Language of document : ECLI:EU:T:2008:420

Case T-51/07

Agrar-Invest-Tatschl GmbH

v

Commission of the European Communities

(Post-clearance recovery of import duties – Sugar originating from Croatia – Article 220(2)(b) of Regulation (EEC) No 2913/92 – Notice to importers published in the Official Journal – Good faith)

Summary of the Judgment

1.      Actions for annulment – Jurisdiction of the Community judicature – Claim seeking a direction to adopt specific measures – Inadmissibility

(Arts 231 EC and 233 EC)

2.      Own resources of the European Communities – Post-clearance recovery of import or export duties

3.      Procedure – Measures of inquiry – Late offer of evidence – Conditions

(Rules of Procedure of the Court of First Instance, Art. 48(1))

4.      Own resources of the European Communities – Remission of import duties

(Council Regulation No 2913/92, Arts 220(2)(b) and 239; Rules of Procedure of the Court of First Instance, Art. 44(1)(c))

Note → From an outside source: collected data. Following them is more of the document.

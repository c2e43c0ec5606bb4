//! Handlers for `/skies` endpoints.
//!
//! | Method | Path | Notes |
//! |--------|------|-------|
//! | `GET`  | `/skies` | All skies |
//! | `POST` | `/skies` | Body: `{"sky_id":"climate-week","title":"Climate Week"}` |
//! | `GET`  | `/skies/{sky}` | 404 if not found |

use axum::{
  Json,
  extract::{Path, State},
  http::StatusCode,
  response::IntoResponse,
};
use serde::Deserialize;
use stargaze_core::{
  engine::Aggregator,
  sky::{Sky, validate_sky_id},
  store::SkyStore,
};
use tracing::info;

use crate::error::ApiError;

// ─── List ─────────────────────────────────────────────────────────────────────

/// `GET /skies`
pub async fn list<S: SkyStore>(
  State(engine): State<Aggregator<S>>,
) -> Result<Json<Vec<Sky>>, ApiError> {
  let skies = engine.store().list_skies().await.map_err(ApiError::store)?;
  Ok(Json(skies))
}

// ─── Create ───────────────────────────────────────────────────────────────────

#[derive(Debug, Deserialize)]
pub struct CreateBody {
  pub sky_id: String,
  pub title:  String,
}

/// `POST /skies`
pub async fn create<S: SkyStore>(
  State(engine): State<Aggregator<S>>,
  Json(body): Json<CreateBody>,
) -> Result<impl IntoResponse, ApiError> {
  validate_sky_id(&body.sky_id)?;
  let store = engine.store();
  if store.get_sky(&body.sky_id).await.map_err(ApiError::store)?.is_some() {
    return Err(ApiError::Conflict(format!("sky {} already exists", body.sky_id)));
  }
  let sky = store
    .create_sky(body.sky_id, body.title)
    .await
    .map_err(ApiError::store)?;
  info!(sky_id = %sky.sky_id, "created sky");
  Ok((StatusCode::CREATED, Json(sky)))
}

// ─── Get one ──────────────────────────────────────────────────────────────────

/// `GET /skies/{sky}`
pub async fn get_one<S: SkyStore>(
  State(engine): State<Aggregator<S>>,
  Path(sky_id): Path<String>,
) -> Result<Json<Sky>, ApiError> {
  Ok(Json(require_sky(&engine, &sky_id).await?))
}

/// 404 unless `sky_id` exists.
pub(crate) async fn require_sky<S: SkyStore>(
  engine: &Aggregator<S>,
  sky_id: &str,
) -> Result<Sky, ApiError> {
  engine
    .store()
    .get_sky(sky_id)
    .await
    .map_err(ApiError::store)?
    .ok_or_else(|| ApiError::NotFound(format!("sky {sky_id} not found")))
}
//! The `SkyStore` trait, the durable collaborator of the aggregation engine.
//!
//! The trait is implemented by storage backends (e.g.
//! `stargaze-store-sqlite`). Higher layers (`stargaze-api`, the refresh loop)
//! depend on this abstraction, not on any concrete backend.

use std::future::Future;

use crate::{
  action::ActionDef,
  participation::{
    NewParticipation, ParticipantMeta, Participation, WeightedParticipation,
  },
  sky::Sky,
  stats::SummaryRow,
};

/// Abstraction over a Stargaze storage backend.
///
/// Participations are append-only. Skies and action definitions are written
/// once by an administrator and are read-only to the aggregation path.
///
/// All methods return `Send` futures so the trait can be used in multi-threaded
/// async runtimes (e.g. tokio with `axum`).
pub trait SkyStore: Send + Sync {
  type Error: std::error::Error + Send + Sync + 'static;

  // ── Skies ─────────────────────────────────────────────────────────────

  /// Create and persist a new sky. Returns an error if the key is taken.
  fn create_sky(
    &self,
    sky_id: String,
    title: String,
  ) -> impl Future<Output = Result<Sky, Self::Error>> + Send + '_;

  /// Retrieve a sky by key. Returns `None` if not found.
  fn get_sky<'a>(
    &'a self,
    sky_id: &'a str,
  ) -> impl Future<Output = Result<Option<Sky>, Self::Error>> + Send + 'a;

  fn list_skies(
    &self,
  ) -> impl Future<Output = Result<Vec<Sky>, Self::Error>> + Send + '_;

  // ── Action registry ───────────────────────────────────────────────────

  /// Add an action to a sky's registry. Returns an error if the sky does not
  /// exist or the key is already defined in it.
  fn define_action(
    &self,
    def: ActionDef,
  ) -> impl Future<Output = Result<ActionDef, Self::Error>> + Send + '_;

  fn list_actions<'a>(
    &'a self,
    sky_id: &'a str,
  ) -> impl Future<Output = Result<Vec<ActionDef>, Self::Error>> + Send + 'a;

  /// Look up one action by key within a sky.
  fn action_lookup<'a>(
    &'a self,
    sky_id: &'a str,
    key: &'a str,
  ) -> impl Future<Output = Result<Option<ActionDef>, Self::Error>> + Send + 'a;

  // ── Aggregation inputs ────────────────────────────────────────────────

  /// Read the precomputed summary for a sky, if one exists.
  fn summary_read<'a>(
    &'a self,
    sky_id: &'a str,
  ) -> impl Future<Output = Result<Option<SummaryRow>, Self::Error>> + Send + 'a;

  /// Every participation of a sky joined with its action weight.
  fn participations_with_weights<'a>(
    &'a self,
    sky_id: &'a str,
  ) -> impl Future<Output = Result<Vec<WeightedParticipation>, Self::Error>>
  + Send
  + 'a;

  // ── Append-only writes ────────────────────────────────────────────────

  /// Append a participation. The `created_at` timestamp is set by the store.
  /// Validation against the registry is the engine's job, not the store's.
  fn insert_participation(
    &self,
    input: NewParticipation,
  ) -> impl Future<Output = Result<Participation, Self::Error>> + Send + '_;

  // ── Visualisation metadata ────────────────────────────────────────────

  /// Name and category of the first `limit` participations, oldest first.
  fn list_participants<'a>(
    &'a self,
    sky_id: &'a str,
    limit: usize,
  ) -> impl Future<Output = Result<Vec<ParticipantMeta>, Self::Error>> + Send + 'a;
}
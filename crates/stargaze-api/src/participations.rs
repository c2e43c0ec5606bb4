//! `POST /skies/{sky}/participations`: record one participation.
//!
//! Body: `{"action_key":"march","name":"Ada","email":null,"comment":"See you there"}`.
//! Responds `201` with the sky's fresh stats, or `422` when the engine
//! rejects the participation (unknown action, oversized comment, store
//! failure). The engine does not say which; neither does this handler.

use axum::{
  Json,
  extract::{Path, State},
  http::StatusCode,
  response::IntoResponse,
};
use serde::Deserialize;
use stargaze_core::{engine::Aggregator, participation::NewParticipation, store::SkyStore};

use crate::error::ApiError;

#[derive(Debug, Deserialize)]
pub struct RecordBody {
  pub action_key: String,
  pub name:       Option<String>,
  pub email:      Option<String>,
  pub comment:    Option<String>,
}

/// `POST /skies/{sky}/participations`
pub async fn record<S: SkyStore>(
  State(engine): State<Aggregator<S>>,
  Path(sky_id): Path<String>,
  Json(body): Json<RecordBody>,
) -> Result<impl IntoResponse, ApiError> {
  let input = NewParticipation {
    sky_id,
    action_key: body.action_key,
    name: body.name,
    email: body.email,
    comment: body.comment,
  };
  let stats = engine
    .record_participation(input)
    .await
    .ok_or_else(|| ApiError::Rejected("participation was not recorded".to_owned()))?;
  Ok((StatusCode::CREATED, Json(stats)))
}
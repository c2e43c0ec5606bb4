//! Sky: a named context whose participation is aggregated and visualised
//! independently of every other sky.

use chrono::{DateTime, Utc};
use serde::{Deserialize, Serialize};

use crate::{Error, Result};

/// Longest accepted sky key.
pub const MAX_SKY_ID_LEN: usize = 64;

/// Check that `id` is a usable sky key: non-empty, at most
/// [`MAX_SKY_ID_LEN`] characters of `[a-z0-9_-]`.
pub fn validate_sky_id(id: &str) -> Result<()> {
  let valid = !id.is_empty()
    && id.len() <= MAX_SKY_ID_LEN
    && id
      .bytes()
      .all(|b| b.is_ascii_lowercase() || b.is_ascii_digit() || b == b'-' || b == b'_');
  if valid {
    Ok(())
  } else {
    Err(Error::InvalidSkyId(id.to_owned()))
  }
}

/// A campaign or event. Created once by an administrator; never deleted.
#[derive(Debug, Clone, PartialEq, Eq, Serialize, Deserialize)]
pub struct Sky {
  pub sky_id:     String,
  pub title:      String,
  pub created_at: DateTime<Utc>,
}

#[cfg(test)]
mod tests {
  use super::*;

  #[test]
  fn accepts_slug_keys() {
    assert!(validate_sky_id("climate-week_2024").is_ok());
    assert!(validate_sky_id("a").is_ok());
  }

  #[test]
  fn rejects_empty_uppercase_and_long_keys() {
    assert!(validate_sky_id("").is_err());
    assert!(validate_sky_id("Main").is_err());
    assert!(validate_sky_id("has space").is_err());
    assert!(validate_sky_id(&"x".repeat(MAX_SKY_ID_LEN + 1)).is_err());
  }
}
//! Participation records, the append-only stream the sky is built from.
//!
//! A participation is written once and never mutated or deleted. Aggregates
//! are always recomputed from the full set (or read from a precomputed
//! summary), never patched in place.

use chrono::{DateTime, Utc};
use serde::{Deserialize, Serialize};
use uuid::Uuid;

use crate::action::Phase;

// ─── NewParticipation ────────────────────────────────────────────────────────

/// Input to [`crate::engine::Aggregator::record_participation`].
/// `created_at` is always set by the store; it is not accepted from callers.
#[derive(Debug, Clone, Default, PartialEq, Eq, Serialize, Deserialize)]
pub struct NewParticipation {
  pub sky_id:     String,
  pub action_key: String,
  pub name:       Option<String>,
  pub email:      Option<String>,
  pub comment:    Option<String>,
}

impl NewParticipation {
  pub fn new(sky_id: impl Into<String>, action_key: impl Into<String>) -> Self {
    Self {
      sky_id: sky_id.into(),
      action_key: action_key.into(),
      ..Self::default()
    }
  }

  pub fn with_name(mut self, name: impl Into<String>) -> Self {
    self.name = Some(name.into());
    self
  }

  pub fn with_email(mut self, email: impl Into<String>) -> Self {
    self.email = Some(email.into());
    self
  }

  pub fn with_comment(mut self, comment: impl Into<String>) -> Self {
    self.comment = Some(comment.into());
    self
  }

  /// Trim optional text fields and collapse blank ones to `None`.
  pub fn normalized(self) -> Self {
    fn clean(v: Option<String>) -> Option<String> {
      v.map(|s| s.trim().to_owned()).filter(|s| !s.is_empty())
    }
    Self {
      sky_id:     self.sky_id,
      action_key: self.action_key.trim().to_owned(),
      name:       clean(self.name),
      email:      clean(self.email),
      comment:    clean(self.comment),
    }
  }
}

// ─── Participation ───────────────────────────────────────────────────────────

/// A stored participation. Once written, no field is ever updated.
#[derive(Debug, Clone, PartialEq, Eq, Serialize, Deserialize)]
pub struct Participation {
  pub participation_id: Uuid,
  pub sky_id:           String,
  pub action_key:       String,
  pub name:             Option<String>,
  pub email:            Option<String>,
  pub comment:          Option<String>,
  /// Server-assigned timestamp; never changes after creation.
  pub created_at:       DateTime<Utc>,
}

/// A participation joined with the weight of its action.
///
/// `weight` is `None` when the join found no matching action, which the
/// aggregation engine counts as weight 1.
#[derive(Debug, Clone, PartialEq, Eq)]
pub struct WeightedParticipation {
  pub action_key: String,
  pub weight:     Option<u32>,
  pub created_at: DateTime<Utc>,
}

// ─── ParticipantMeta ─────────────────────────────────────────────────────────

/// Label used for a star whose participant left no name.
pub const ANONYMOUS_LABEL: &str = "anonymous";

/// Per-participation metadata consumed by the field generator for colouring
/// and labelling. Every field is optional; the generator has a typed fallback
/// for each.
#[derive(Debug, Clone, Default, PartialEq, Eq, Serialize, Deserialize)]
pub struct ParticipantMeta {
  pub name:         Option<String>,
  pub phase:        Option<Phase>,
  pub action_label: Option<String>,
}

impl ParticipantMeta {
  /// The tooltip text for this participant's star.
  pub fn display_label(&self) -> String {
    match (&self.name, &self.action_label) {
      (Some(name), Some(action)) => format!("{name} · {action}"),
      (Some(name), None) => name.clone(),
      (None, Some(action)) => format!("{ANONYMOUS_LABEL} · {action}"),
      (None, None) => ANONYMOUS_LABEL.to_owned(),
    }
  }
}

#[cfg(test)]
mod tests {
  use super::*;

  #[test]
  fn normalized_drops_blank_fields() {
    let input = NewParticipation::new("demo", " flyer ")
      .with_name("  ")
      .with_email(" ada@example.org ")
      .with_comment("");
    let out = input.normalized();
    assert_eq!(out.action_key, "flyer");
    assert_eq!(out.name, None);
    assert_eq!(out.email.as_deref(), Some("ada@example.org"));
    assert_eq!(out.comment, None);
  }

  #[test]
  fn display_label_falls_back_to_anonymous() {
    assert_eq!(ParticipantMeta::default().display_label(), "anonymous");

    let named = ParticipantMeta {
      name:         Some("Ada".into()),
      phase:        Some(Phase::Day),
      action_label: Some("March".into()),
    };
    assert_eq!(named.display_label(), "Ada · March");
  }
}
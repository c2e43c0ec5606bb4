//! The constellation library.
//!
//! Each milestone of the sky's score adds one constellation. Shapes are taken
//! from this fixed library in order, cycling, so the `c`-th constellation of
//! a sky is always the same shape no matter how often the field is reseeded.
//!
//! Coordinates are in a unit square with y growing downward. Every template
//! has exactly [`TEMPLATE_SIZE`] stars.

pub const TEMPLATE_SIZE: usize = 7;

#[derive(Debug)]
pub struct Template {
  /// Stable identifier.
  pub name:   &'static str,
  /// Human-readable name used in tooltips.
  pub title:  &'static str,
  pub points: [(f32, f32); TEMPLATE_SIZE],
  /// Pairs of indices into `points`.
  pub edges:  &'static [(usize, usize)],
}

pub const TEMPLATES: [Template; 4] = [
  // Alkaid, Mizar, Alioth, Megrez, Phecda, Merak, Dubhe.
  Template {
    name:   "dipper",
    title:  "The Dipper",
    points: [
      (0.00, 0.15),
      (0.18, 0.25),
      (0.33, 0.32),
      (0.50, 0.40),
      (0.55, 0.72),
      (0.92, 0.78),
      (0.97, 0.42),
    ],
    edges:  &[(0, 1), (1, 2), (2, 3), (3, 4), (4, 5), (5, 6), (6, 3)],
  },
  // Betelgeuse, Bellatrix, the belt, Saiph, Rigel.
  Template {
    name:   "hunter",
    title:  "The Hunter",
    points: [
      (0.15, 0.08),
      (0.80, 0.14),
      (0.38, 0.50),
      (0.50, 0.47),
      (0.62, 0.44),
      (0.25, 0.92),
      (0.85, 0.88),
    ],
    edges:  &[(0, 1), (0, 2), (1, 4), (2, 3), (3, 4), (2, 5), (4, 6)],
  },
  // Deneb, Sadr, Eta, Albireo and the wings.
  Template {
    name:   "swan",
    title:  "The Swan",
    points: [
      (0.50, 0.00),
      (0.50, 0.35),
      (0.50, 0.66),
      (0.50, 1.00),
      (0.12, 0.24),
      (0.82, 0.44),
      (1.00, 0.58),
    ],
    edges:  &[(0, 1), (1, 2), (2, 3), (1, 4), (1, 5), (5, 6)],
  },
  // The arc of the northern crown.
  Template {
    name:   "crown",
    title:  "The Crown",
    points: [
      (0.00, 0.30),
      (0.12, 0.62),
      (0.30, 0.85),
      (0.50, 0.92),
      (0.70, 0.85),
      (0.88, 0.62),
      (1.00, 0.30),
    ],
    edges:  &[(0, 1), (1, 2), (2, 3), (3, 4), (4, 5), (5, 6)],
  },
];

/// The template of the `c`-th constellation.
pub fn template_for(c: usize) -> &'static Template { &TEMPLATES[c % TEMPLATES.len()] }

#[cfg(test)]
mod tests {
  use super::*;

  #[test]
  fn templates_are_well_formed() {
    for t in &TEMPLATES {
      assert!(!t.edges.is_empty(), "{} has no edges", t.name);
      for &(a, b) in t.edges {
        assert!(a < TEMPLATE_SIZE && b < TEMPLATE_SIZE, "{} edge out of range", t.name);
        assert_ne!(a, b);
      }
      for &(x, y) in &t.points {
        assert!((0.0..=1.0).contains(&x) && (0.0..=1.0).contains(&y));
      }
    }
  }

  #[test]
  fn selection_cycles_through_library() {
    assert_eq!(template_for(0).name, "dipper");
    assert_eq!(template_for(1).name, "hunter");
    assert_eq!(template_for(4).name, "dipper");
    assert_eq!(template_for(7).name, "crown");
  }
}
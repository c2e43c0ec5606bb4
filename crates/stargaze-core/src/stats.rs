//! Aggregate statistics for a sky.
//!
//! [`SkyStats`] is derived, never stored by the core. It is either read
//! verbatim from a precomputed summary or recomputed in full from the
//! participation records.

use chrono::{DateTime, Utc};
use serde::{Deserialize, Serialize};

use crate::participation::ParticipantMeta;

/// A precomputed summary row as the store holds it. Not yet trusted.
#[derive(Debug, Clone, PartialEq, Eq)]
pub struct SummaryRow {
  pub total_stars:   i64,
  pub total_actions: i64,
  pub updated_at:    Option<DateTime<Utc>>,
}

impl SummaryRow {
  /// Convert to [`SkyStats`] if the row is well-formed: non-negative totals
  /// and a timestamp.
  pub fn into_stats(self, sky_id: &str) -> Option<SkyStats> {
    let total_stars = u64::try_from(self.total_stars).ok()?;
    let total_actions = u64::try_from(self.total_actions).ok()?;
    Some(SkyStats {
      sky_id: sky_id.to_owned(),
      total_stars,
      total_actions,
      updated_at: self.updated_at?,
    })
  }
}

/// Weighted score, record count and freshness of one sky.
#[derive(Debug, Clone, PartialEq, Eq, Serialize, Deserialize)]
pub struct SkyStats {
  pub sky_id:        String,
  /// Sum of action weights over every participation in the sky.
  pub total_stars:   u64,
  /// Number of participations in the sky.
  pub total_actions: u64,
  pub updated_at:    DateTime<Utc>,
}

impl SkyStats {
  /// The always-renderable fallback value.
  pub fn zero(sky_id: impl Into<String>) -> Self {
    Self {
      sky_id:        sky_id.into(),
      total_stars:   0,
      total_actions: 0,
      updated_at:    Utc::now(),
    }
  }
}

/// Everything the visualisation needs for one reseed.
#[derive(Debug, Clone, PartialEq, Eq, Serialize, Deserialize)]
pub struct SkySnapshot {
  pub stats:        SkyStats,
  /// Oldest first, so index `i` always names the same participation.
  #[serde(default)]
  pub participants: Vec<ParticipantMeta>,
}

impl SkySnapshot {
  pub fn empty(sky_id: impl Into<String>) -> Self {
    Self { stats: SkyStats::zero(sky_id), participants: Vec::new() }
  }
}

#[cfg(test)]
mod tests {
  use super::*;

  #[test]
  fn negative_or_undated_summary_is_malformed() {
    let now = Utc::now();
    let bad_total = SummaryRow { total_stars: -1, total_actions: 2, updated_at: Some(now) };
    assert!(bad_total.into_stats("demo").is_none());

    let undated = SummaryRow { total_stars: 4, total_actions: 3, updated_at: None };
    assert!(undated.into_stats("demo").is_none());

    let good = SummaryRow { total_stars: 4, total_actions: 3, updated_at: Some(now) };
    let stats = good.into_stats("demo").unwrap();
    assert_eq!((stats.total_stars, stats.total_actions), (4, 3));
  }
}
//! Error type for `stargaze-store-sqlite`.

use thiserror::Error;

#[derive(Debug, Error)]
pub enum Error {
  #[error("core error: {0}")]
  Core(#[from] stargaze_core::Error),

  #[error("database error: {0}")]
  Database(#[from] tokio_rusqlite::Error),

  #[error("uuid parse error: {0}")]
  Uuid(#[from] uuid::Error),

  #[error("date/time parse error: {0}")]
  DateParse(String),

  #[error("sky not found: {0}")]
  SkyNotFound(String),

  #[error("sky already exists: {0}")]
  SkyExists(String),

  #[error("action {key:?} already defined in sky {sky_id:?}")]
  ActionExists { sky_id: String, key: String },
}

pub type Result<T, E = Error> = std::result::Result<T, E>;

1.      The Court of First Instance has no jurisdiction to issue directions to the Community institutions. Under Article 231 EC, the Court may only declare the contested act to be void. It is then for the institution concerned, in application of Article 233 EC, to take the measures needed to comply with the Court’s judgment. That limitation of the scope of judicial review applies to all types of contentious matters that might be brought before the Court.

(see paras 27-28)

2.      The fourth subparagraph of Article 220(2)(b) of Regulation No 2913/92 establishing the Community Customs Code provides that the person liable may plead his good faith only ‘when he can demonstrate that, during the period of the trading operations concerned, he has taken due care to ensure that all the conditions for the preferential treatment have been fulfilled’. It follows from that that the person liable must imperatively have been of good faith during the period of the trading operations concerned. Therefore, the decisive date for taking into account the good faith of the person liable is the date of importation. The applicant cannot claim that its good faith was retroactively restored as a result of events subsequent to imports of goods originating in a third country, such as checks which, several months after those imports took place, confirmed the authenticity and accuracy of the EUR.1 certificates issued in relation to them. In fact, the concept of good faith ‘with regard to the authenticity and accuracy of the preferential certificates inspected and confirmed subsequently’ makes no sense.

(see paras 47, 49, 51)

3.      In accordance with Article 48(1) of the Rules of Procedure of the Court of First Instance, while the parties may offer further evidence in support of their arguments in reply or rejoinder, the Court allows the lodging of evidence offered after the rejoinder only in exceptional circumstances, that is, if the person offering the evidence was unable, before the end of the written procedure, to obtain possession of the evidence in question, or if evidence produced belatedly by the other party justifies completing the file so as to ensure observance of the rule that both parties should be heard.

(see para. 57)

4.      While it is true that Article 220(2)(b) and Article 239 of Regulation No 2913/92 establishing the Community Customs Code pursue the same goal, the two provisions are not coterminous. The first article has a more limited objective than the second, since it aims only to protect the legitimate expectation of the person liable that all the information and criteria used in the decision whether or not to make a subsequent entry in the accounts of import duties are correct. By contrast, Article 239 is a general hardship clause.

Since those two articles are discrete provisions the criteria for the application of which are different, applying Article 44(1)(c) of the Rules of Procedure of the Court, the applicant may not confine himself to referring back to explanations relating to Article 220(2)(b) of Regulation No 2913/92 in order to justify its arguments regarding Article 239 of that regulation.